Assignment - Of the lines in the data below, write out exactly those from the one holding "repository 431c57823481f22b" through the one holding "use crate::handlers::waitlist_dtos::SignupResponse;", both included.

(Information given begins)

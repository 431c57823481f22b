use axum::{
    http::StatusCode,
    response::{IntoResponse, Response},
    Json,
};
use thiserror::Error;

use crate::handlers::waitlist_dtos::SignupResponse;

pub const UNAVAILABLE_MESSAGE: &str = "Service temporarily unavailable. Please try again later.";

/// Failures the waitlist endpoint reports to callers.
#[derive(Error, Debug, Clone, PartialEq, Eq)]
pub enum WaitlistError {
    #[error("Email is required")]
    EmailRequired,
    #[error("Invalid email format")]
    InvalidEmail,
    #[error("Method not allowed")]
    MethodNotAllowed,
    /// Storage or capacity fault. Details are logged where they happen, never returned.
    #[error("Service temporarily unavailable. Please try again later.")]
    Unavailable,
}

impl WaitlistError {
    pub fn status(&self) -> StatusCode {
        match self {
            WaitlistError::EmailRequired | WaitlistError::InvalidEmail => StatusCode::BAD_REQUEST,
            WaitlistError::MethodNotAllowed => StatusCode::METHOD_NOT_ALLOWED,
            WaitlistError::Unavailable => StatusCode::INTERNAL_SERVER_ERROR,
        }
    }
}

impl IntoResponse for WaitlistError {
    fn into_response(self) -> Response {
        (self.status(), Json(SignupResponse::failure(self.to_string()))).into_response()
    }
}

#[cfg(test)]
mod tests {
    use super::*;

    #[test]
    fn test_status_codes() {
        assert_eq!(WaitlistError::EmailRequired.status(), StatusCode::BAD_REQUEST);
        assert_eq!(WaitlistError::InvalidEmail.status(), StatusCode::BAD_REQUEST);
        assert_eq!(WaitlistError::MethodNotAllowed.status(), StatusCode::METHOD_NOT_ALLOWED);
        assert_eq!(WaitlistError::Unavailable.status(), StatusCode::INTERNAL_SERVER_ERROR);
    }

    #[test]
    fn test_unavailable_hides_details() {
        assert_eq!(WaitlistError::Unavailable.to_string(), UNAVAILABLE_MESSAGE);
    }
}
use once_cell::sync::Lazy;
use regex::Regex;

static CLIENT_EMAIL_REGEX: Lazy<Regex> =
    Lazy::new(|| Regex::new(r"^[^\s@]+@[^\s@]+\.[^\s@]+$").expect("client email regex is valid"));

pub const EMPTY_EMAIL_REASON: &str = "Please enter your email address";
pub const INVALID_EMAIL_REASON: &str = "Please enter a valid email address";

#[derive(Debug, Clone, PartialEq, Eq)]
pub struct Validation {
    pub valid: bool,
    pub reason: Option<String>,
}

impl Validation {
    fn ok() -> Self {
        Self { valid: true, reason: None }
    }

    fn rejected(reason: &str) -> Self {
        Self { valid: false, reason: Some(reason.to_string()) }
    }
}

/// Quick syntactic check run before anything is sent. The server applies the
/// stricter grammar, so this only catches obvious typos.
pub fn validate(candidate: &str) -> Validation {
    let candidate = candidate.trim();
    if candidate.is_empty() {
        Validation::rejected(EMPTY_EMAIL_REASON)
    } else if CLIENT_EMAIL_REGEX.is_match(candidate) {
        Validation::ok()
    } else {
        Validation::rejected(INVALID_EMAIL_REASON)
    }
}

(Information given ends)
(Information given begins)

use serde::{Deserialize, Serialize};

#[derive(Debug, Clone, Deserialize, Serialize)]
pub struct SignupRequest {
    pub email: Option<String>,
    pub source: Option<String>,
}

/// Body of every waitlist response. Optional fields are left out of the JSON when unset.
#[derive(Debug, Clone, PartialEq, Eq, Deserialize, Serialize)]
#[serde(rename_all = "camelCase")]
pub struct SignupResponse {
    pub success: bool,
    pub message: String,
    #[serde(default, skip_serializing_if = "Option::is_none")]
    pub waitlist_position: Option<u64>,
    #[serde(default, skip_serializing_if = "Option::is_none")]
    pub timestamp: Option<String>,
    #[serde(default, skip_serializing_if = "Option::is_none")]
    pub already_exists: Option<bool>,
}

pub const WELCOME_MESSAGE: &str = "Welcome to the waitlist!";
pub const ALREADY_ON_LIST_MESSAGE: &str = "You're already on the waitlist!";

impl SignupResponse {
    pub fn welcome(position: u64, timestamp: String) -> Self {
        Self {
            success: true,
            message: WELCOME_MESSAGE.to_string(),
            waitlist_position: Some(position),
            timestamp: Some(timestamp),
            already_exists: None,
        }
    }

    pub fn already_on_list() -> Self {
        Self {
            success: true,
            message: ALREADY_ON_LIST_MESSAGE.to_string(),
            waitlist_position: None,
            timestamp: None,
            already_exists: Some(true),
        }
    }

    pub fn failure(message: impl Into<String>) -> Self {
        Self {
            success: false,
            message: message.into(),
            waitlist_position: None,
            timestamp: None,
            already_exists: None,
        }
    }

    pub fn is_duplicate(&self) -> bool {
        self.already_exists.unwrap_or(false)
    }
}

(Information given ends)

Solved problem -
repository 431c57823481f22b
use axum::{
    http::StatusCode,
    response::{IntoResponse, Response},
    Json,
};
use thiserror::Error;

use crate::handlers::waitlist_dtos::SignupResponse;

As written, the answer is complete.